I'm reading to you from Bloomberg News. Let me continue: “For the business world, that could ultimately be a good thing if markets become more stable and prosperity more widespread. But in the short term, building that vision will entail a fair amount of pain for some of the country's biggest companies. This week alone, authorities ordered all food delivery companies — Meituan being the largest — to ensure they pay their couriers at least the minimum wage, and help them with health care and pensions. Shares of Meituan slumped last Monday and Tuesday before staging a bit of a comeback. They likewise banned for-profit tutoring corporations because they widen the rich-poor gap.”

“What will happen,” Bloomberg asks, “to the competition between the US and China if the country not only grows faster than the US but also reduces inequality vis-a-vis the US?” That might be the most important component in determining the outcome of the competition. Think about it.

My next update has to do with something called the Right to Repair movement in the United States. This is a movement that is angry, and targets corporations. Perhaps the most important is Apple, which has such a remarkable reputation despite behaving in this kind of way. Here's what the Right to Repair movement is about.
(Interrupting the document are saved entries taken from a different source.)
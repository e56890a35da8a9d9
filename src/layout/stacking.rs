//! Default positions: blocks stack top to bottom inside the content margins.

use super::constants::{IMAGE_BLOCK_HEIGHT_IN, LINE_HEIGHT_EM, PT_PER_INCH, TABLE_ROW_PADDING_IN};
use super::fit::estimate_text_height;
use crate::config::LayoutConfig;
use crate::markdown::blocks::{Block, BlockBody};
use crate::markdown::inline::strip_inline_markdown;
use crate::models::common::{BoundingBox, SlideDimensions};
use crate::models::elements::ContentKind;

/// Top of the next stacked block: below the lowest occupied bottom plus the
/// block gap, never above the top margin.
pub fn next_stack_top(occupied: &[BoundingBox], config: &LayoutConfig) -> f64 {
    occupied
        .iter()
        .map(BoundingBox::bottom)
        .reduce(f64::max)
        .map_or(config.margin_top, |bottom| {
            (bottom + config.block_gap).max(config.margin_top)
        })
}

/// Height `block` needs at its font ceiling when laid out `width` inches wide.
pub fn estimate_block_height(block: &Block, width: f64, config: &LayoutConfig) -> f64 {
    match &block.body {
        BlockBody::Lines(_) => {
            let text = strip_inline_markdown(&block.text());
            let is_list = matches!(block.kind, ContentKind::BulletList | ContentKind::NumberedList);
            estimate_text_height(&text, width, config.font_sizes.for_kind(block.kind), is_list)
        }
        BlockBody::Table(rows) => table_height(rows.len(), config),
        BlockBody::Media { .. } => IMAGE_BLOCK_HEIGHT_IN,
    }
}

/// Height a table of `rows` rows needs at the table font ceiling.
pub fn table_height(rows: usize, config: &LayoutConfig) -> f64 {
    let row_height = config.font_sizes.table * LINE_HEIGHT_EM / PT_PER_INCH + TABLE_ROW_PADDING_IN;
    rows.max(1) as f64 * row_height
}

/// The stacked box for `block` below everything in `occupied`.
///
/// The height is the estimate, at least `min_block_height`, cut down to the
/// room left above the bottom margin when that room is usable. Text in a cut
/// box is shrunk by best-fit sizing; a block with no usable room left keeps its
/// estimate and runs past the margin.
pub fn default_block_box(
    block: &Block,
    occupied: &[BoundingBox],
    canvas: &SlideDimensions,
    config: &LayoutConfig,
) -> BoundingBox {
    let top = next_stack_top(occupied, config);
    let width = config.content_width(canvas);
    let estimated = estimate_block_height(block, width, config).max(config.min_block_height);
    let remaining = config.content_bottom(canvas) - top;
    let height = if remaining >= config.min_block_height {
        estimated.min(remaining)
    } else {
        estimated
    };
    BoundingBox::new(config.margin_left, top, width, height)
}

#[cfg(test)]
mod tests {
    use super::*;
    use crate::markdown::blocks::{fragment_block, parse_blocks};

    #[test]
    fn test_empty_slide_starts_at_top_margin() {
        let config = LayoutConfig::default();
        assert_eq!(next_stack_top(&[], &config), 0.5);
    }

    #[test]
    fn test_stacks_below_lowest_bottom() {
        let config = LayoutConfig::default();
        let occupied = [
            BoundingBox::new(0.5, 0.5, 4.0, 1.0),
            BoundingBox::new(6.0, 0.5, 4.0, 2.5),
        ];
        assert!((next_stack_top(&occupied, &config) - 3.2).abs() < 1e-9);
    }

    #[test]
    fn test_default_box_uses_content_margins() {
        let config = LayoutConfig::default();
        let canvas = SlideDimensions::default();
        let block = fragment_block("Just a sentence.");
        let bbox = default_block_box(&block, &[], &canvas, &config);
        assert_eq!(bbox.left, 0.5);
        assert_eq!(bbox.top, 0.5);
        assert!((bbox.width - 12.333).abs() < 1e-9);
        assert!(bbox.height >= config.min_block_height);
    }

    #[test]
    fn test_box_is_cut_to_remaining_room() {
        let config = LayoutConfig::default();
        let canvas = SlideDimensions::default();
        let long = vec!["A sentence that keeps going on and on."; 60].join(" ");
        let block = fragment_block(&long);
        let occupied = [BoundingBox::new(0.5, 0.5, 12.0, 4.0)];
        let bbox = default_block_box(&block, &occupied, &canvas, &config);
        assert!((bbox.top - 4.7).abs() < 1e-9);
        assert!((bbox.bottom() - 7.0).abs() < 1e-9);
    }

    #[test]
    fn test_table_and_image_heights() {
        let config = LayoutConfig::default();
        let blocks = parse_blocks("| a | b |\n|---|---|\n| 1 | 2 |\n| 3 | 4 |\n\n![x](x.png)");
        let table = estimate_block_height(&blocks[0], 10.0, &config);
        assert!((table - table_height(3, &config)).abs() < 1e-9);
        assert_eq!(estimate_block_height(&blocks[1], 10.0, &config), IMAGE_BLOCK_HEIGHT_IN);
    }
}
More and more companies, particularly those that make electronic devices of one kind or another, are refusing to make available the information needed to repair the device they produce and sell. What that does is deny the buyer the right, the possibility, of repairing his or her own purchased equipment. It denies small independent repair shops any business they could get by repairing what people are buying. And, of course, it allows these huge corporations — mostly monopoly or oligopoly corporations — it allows them to charge a fortune requiring you to get it repaired where they see fit to let you do that, and charging you an arm and a leg. There was a recent story of a Tesla automobile needing repair, and the bill was $16,000. The Right to Repair movement says this is outrageous. This is simply stealing from the mass of people by using your monopoly power to force them to pay excess for what they could and should either be able to do for themselves or get a local repair person to do. 
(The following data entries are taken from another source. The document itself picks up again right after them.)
//! Granular placement: explicit fragments with optional positions, placed one
//! after another with overlap avoidance.
//!
//! A batch is a fold over its requests. Each step sees the [`OccupiedRegions`]
//! left by the steps before it, decides where (or whether) its element goes and
//! hands the extended regions on.
//!
//! Auto-position search, from the requested (or default) box:
//! 1. vertical offsets `k * step` for `k = 1, 2, ...`, trying down before up at
//!    each distance; a candidate must stay on the canvas;
//! 2. the same for horizontal offsets, right before left;
//! 3. otherwise the box keeps its left edge and goes below the lowest occupied
//!    bottom plus the block gap, which may run past the canvas.
//!
//! `k` is bounded by the canvas size divided by the step, so the search always
//! terminates and always places the element.

use log::{debug, info, warn};
use serde::{Deserialize, Serialize};

use super::stacking::default_block_box;
use super::styling::TextStyler;
use crate::config::LayoutConfig;
use crate::errors::{LayoutError, Result};
use crate::fonts::FontResolver;
use crate::markdown::blocks::fragment_block;
use crate::models::common::{BoundingBox, SlideDimensions, GEOMETRY_EPSILON};
use crate::models::elements::{ContentKind, Element, ElementType};
use crate::models::presentation::Slide;

/// One fragment to place.
#[derive(Debug, Clone, Default, PartialEq, Serialize, Deserialize)]
#[serde(rename_all = "camelCase")]
pub struct ElementRequest {
    pub content: String,
    #[serde(default, skip_serializing_if = "Option::is_none")]
    pub position: Option<BoundingBox>,
    #[serde(default, skip_serializing_if = "Option::is_none")]
    pub auto_position: Option<bool>,
}

/// Report for a placed element.
#[derive(Debug, Clone, PartialEq, Serialize, Deserialize)]
#[serde(rename_all = "camelCase")]
pub struct AddedElement {
    /// Position of the request in its batch.
    pub index: usize,
    pub element_id: String,
    #[serde(rename = "type")]
    pub element_type: ElementType,
    pub content_kind: ContentKind,
    #[serde(skip_serializing_if = "Option::is_none")]
    pub requested_position: Option<BoundingBox>,
    pub final_position: BoundingBox,
    pub position_adjusted: bool,
    #[serde(skip_serializing_if = "Option::is_none")]
    pub adjustment_reason: Option<String>,
}

/// Report for a request that was not placed.
#[derive(Debug, Clone, PartialEq, Serialize, Deserialize)]
#[serde(rename_all = "camelCase")]
pub struct SkippedElement {
    pub index: usize,
    pub skip_reason: String,
    pub suggestion: String,
    #[serde(default, skip_serializing_if = "Vec::is_empty")]
    pub overlapping_element_ids: Vec<String>,
}

/// What happened to one request.
#[derive(Debug, Clone, PartialEq)]
pub enum PlacementDecision {
    Placed {
        element: Box<Element>,
        report: AddedElement,
    },
    Skipped(SkippedElement),
}

/// Boxes already taken on a slide, with the ids of their elements.
#[derive(Debug, Clone, Default, PartialEq)]
pub struct OccupiedRegions {
    regions: Vec<(String, BoundingBox)>,
}

impl OccupiedRegions {
    pub fn from_slide(slide: &Slide) -> Self {
        Self {
            regions: slide
                .elements
                .iter()
                .map(|e| (e.id.clone(), e.bounding_box))
                .collect(),
        }
    }

    pub fn len(&self) -> usize {
        self.regions.len()
    }

    pub fn is_empty(&self) -> bool {
        self.regions.is_empty()
    }

    pub fn boxes(&self) -> Vec<BoundingBox> {
        self.regions.iter().map(|(_, b)| *b).collect()
    }

    /// Ids of the regions `bbox` overlaps, in insertion order.
    pub fn overlapping(&self, bbox: &BoundingBox) -> Vec<String> {
        self.regions
            .iter()
            .filter(|(_, region)| region.overlaps(bbox))
            .map(|(id, _)| id.clone())
            .collect()
    }

    pub fn is_free(&self, bbox: &BoundingBox) -> bool {
        self.regions.iter().all(|(_, region)| !region.overlaps(bbox))
    }

    pub fn lowest_bottom(&self) -> Option<f64> {
        self.regions.iter().map(|(_, b)| b.bottom()).reduce(f64::max)
    }

    /// The regions with one more box.
    pub fn with(mut self, id: String, bbox: BoundingBox) -> Self {
        self.regions.push((id, bbox));
        self
    }
}

/// Searches for the nearest free box of the same size as `candidate`.
/// Returns the box and a description of the move.
pub fn find_free_slot(
    candidate: &BoundingBox,
    regions: &OccupiedRegions,
    canvas: &SlideDimensions,
    config: &LayoutConfig,
) -> (BoundingBox, String) {
    let step = if config.auto_position_step > GEOMETRY_EPSILON {
        config.auto_position_step
    } else {
        0.1
    };

    let max_vertical = (canvas.height / step).ceil() as usize;
    for k in 1..=max_vertical {
        let offset = k as f64 * step;
        for (direction, dy) in [("down", offset), ("up", -offset)] {
            let moved = candidate.moved_to(candidate.left, candidate.top + dy);
            if fits_vertically(&moved, canvas) && regions.is_free(&moved) {
                let reason = format!("moved {} by {:.2}in to clear the overlap", direction, offset);
                return (moved, reason);
            }
        }
    }

    let max_horizontal = (canvas.width / step).ceil() as usize;
    for k in 1..=max_horizontal {
        let offset = k as f64 * step;
        for (direction, dx) in [("right", offset), ("left", -offset)] {
            let moved = candidate.moved_to(candidate.left + dx, candidate.top);
            if fits_horizontally(&moved, canvas) && regions.is_free(&moved) {
                let reason = format!("moved {} by {:.2}in to clear the overlap", direction, offset);
                return (moved, reason);
            }
        }
    }

    let top = regions
        .lowest_bottom()
        .map_or(config.margin_top, |bottom| bottom + config.block_gap);
    let moved = candidate.moved_to(candidate.left, top);
    (
        moved,
        format!(
            "no free slot on the canvas; placed below the lowest element at top={:.2}in",
            top
        ),
    )
}

fn fits_vertically(bbox: &BoundingBox, canvas: &SlideDimensions) -> bool {
    bbox.top >= -GEOMETRY_EPSILON && bbox.bottom() <= canvas.height + GEOMETRY_EPSILON
}

fn fits_horizontally(bbox: &BoundingBox, canvas: &SlideDimensions) -> bool {
    bbox.left >= -GEOMETRY_EPSILON && bbox.right() <= canvas.width + GEOMETRY_EPSILON
}

/// Places a batch of requests on `slide`, in request order.
///
/// Every supplied position is validated before anything is placed; an invalid
/// one fails the whole call. Overlaps never fail the call: the element is either
/// moved (auto-position) or skipped with a reason. The slide is not modified;
/// the placed elements are returned in the decisions.
pub fn place_batch(
    requests: &[ElementRequest],
    slide: &Slide,
    config: &LayoutConfig,
    fonts: &FontResolver,
) -> Result<Vec<PlacementDecision>> {
    for (index, request) in requests.iter().enumerate() {
        if let Some(position) = &request.position {
            position.validate().map_err(|e| match e {
                LayoutError::InvalidPosition(msg) => {
                    LayoutError::InvalidPosition(format!("element {}: {}", index, msg))
                }
                other => other,
            })?;
        }
    }

    let placer = Placer {
        slide,
        config,
        styler: TextStyler::new(config, fonts),
    };
    let (_, decisions) = requests.iter().enumerate().fold(
        (OccupiedRegions::from_slide(slide), Vec::with_capacity(requests.len())),
        |(regions, mut decisions), (index, request)| {
            let placed_so_far = regions.len() - slide.elements.len();
            let decision = placer.place_one(index, request, &regions, placed_so_far);
            let regions = match &decision {
                PlacementDecision::Placed { element, .. } => {
                    regions.with(element.id.clone(), element.bounding_box)
                }
                PlacementDecision::Skipped(_) => regions,
            };
            decisions.push(decision);
            (regions, decisions)
        },
    );

    let added = decisions
        .iter()
        .filter(|d| matches!(d, PlacementDecision::Placed { .. }))
        .count();
    info!(
        "Placed {} of {} element(s) on slide {}",
        added,
        requests.len(),
        slide.object_id
    );
    Ok(decisions)
}

struct Placer<'a> {
    slide: &'a Slide,
    config: &'a LayoutConfig,
    styler: TextStyler<'a>,
}

impl Placer<'_> {
    fn place_one(
        &self,
        index: usize,
        request: &ElementRequest,
        regions: &OccupiedRegions,
        placed_so_far: usize,
    ) -> PlacementDecision {
        if request.content.trim().is_empty() {
            warn!("Skipping element {}: content is empty", index);
            return PlacementDecision::Skipped(SkippedElement {
                index,
                skip_reason: "content is empty".to_string(),
                suggestion: "provide text, markdown, a table or an image reference".to_string(),
                overlapping_element_ids: Vec::new(),
            });
        }

        let block = fragment_block(&request.content);
        let canvas = &self.slide.dimensions;
        let candidate = request
            .position
            .unwrap_or_else(|| default_block_box(&block, &regions.boxes(), canvas, self.config));
        debug!(
            "[place_one] element {} classified as {}, candidate {}",
            index,
            block.kind.label(),
            candidate.describe()
        );

        let overlapping = regions.overlapping(&candidate);
        let (final_position, adjustment_reason) = if overlapping.is_empty() {
            (candidate, None)
        } else if request.auto_position.unwrap_or(false) {
            let (moved, reason) = find_free_slot(&candidate, regions, canvas, self.config);
            debug!("[place_one] element {} {}", index, reason);
            (
                moved,
                Some(format!("overlapped {}; {}", overlapping.join(", "), reason)),
            )
        } else {
            warn!(
                "Skipping element {}: {} overlaps {}",
                index,
                candidate.describe(),
                overlapping.join(", ")
            );
            return PlacementDecision::Skipped(SkippedElement {
                index,
                skip_reason: format!(
                    "position {} overlaps existing element(s): {}",
                    candidate.describe(),
                    overlapping.join(", ")
                ),
                suggestion: "set autoPosition=true or choose a non-overlapping position"
                    .to_string(),
                overlapping_element_ids: overlapping,
            });
        };

        let element = Element {
            id: self.slide.next_element_id(placed_so_far),
            element_type: block.kind.element_type(),
            content_kind: block.kind,
            styled_content: self.styler.style_block(&block, &final_position),
            bounding_box: final_position,
            source_order: index,
        };
        let report = AddedElement {
            index,
            element_id: element.id.clone(),
            element_type: element.element_type,
            content_kind: element.content_kind,
            requested_position: request.position,
            final_position,
            position_adjusted: adjustment_reason.is_some(),
            adjustment_reason,
        };
        PlacementDecision::Placed {
            element: Box::new(element),
            report,
        }
    }
}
The movement for the right to repair started in the 1990s. It got going in 2012 when the state of Massachusetts forced something which others have now copied — namely that automobile companies can't play this game. They cannot deny the information, so that you can go to a local mechanic rather than paying five times that amount at the dealer, etc., etc. Now of course it's still true that these companies sell the equipment to the local repair person, and that can of course lead to gouging at the price, but it's at least a step confronting monopolists. 

And now let me explain, so you see this clearly, what's involved here. I'm going to use several examples. Number one: Those of you that have computers and printers know that there's a bizarre moment when you go into any kind of shop that sells ink cartridges. Ink cartridges are a component of every printer. Here's what you see. If you look at the wall of such a shop, you will see literally hundreds of ink cartridges. Each printer company makes its own, those cannot be used in any other printer, and no other cartridge can be used. In this way, the printer companies can force us to pay way more than we could if this were standardized, if there were three, or four, or five basic alternatives, and all the machines could use all of them.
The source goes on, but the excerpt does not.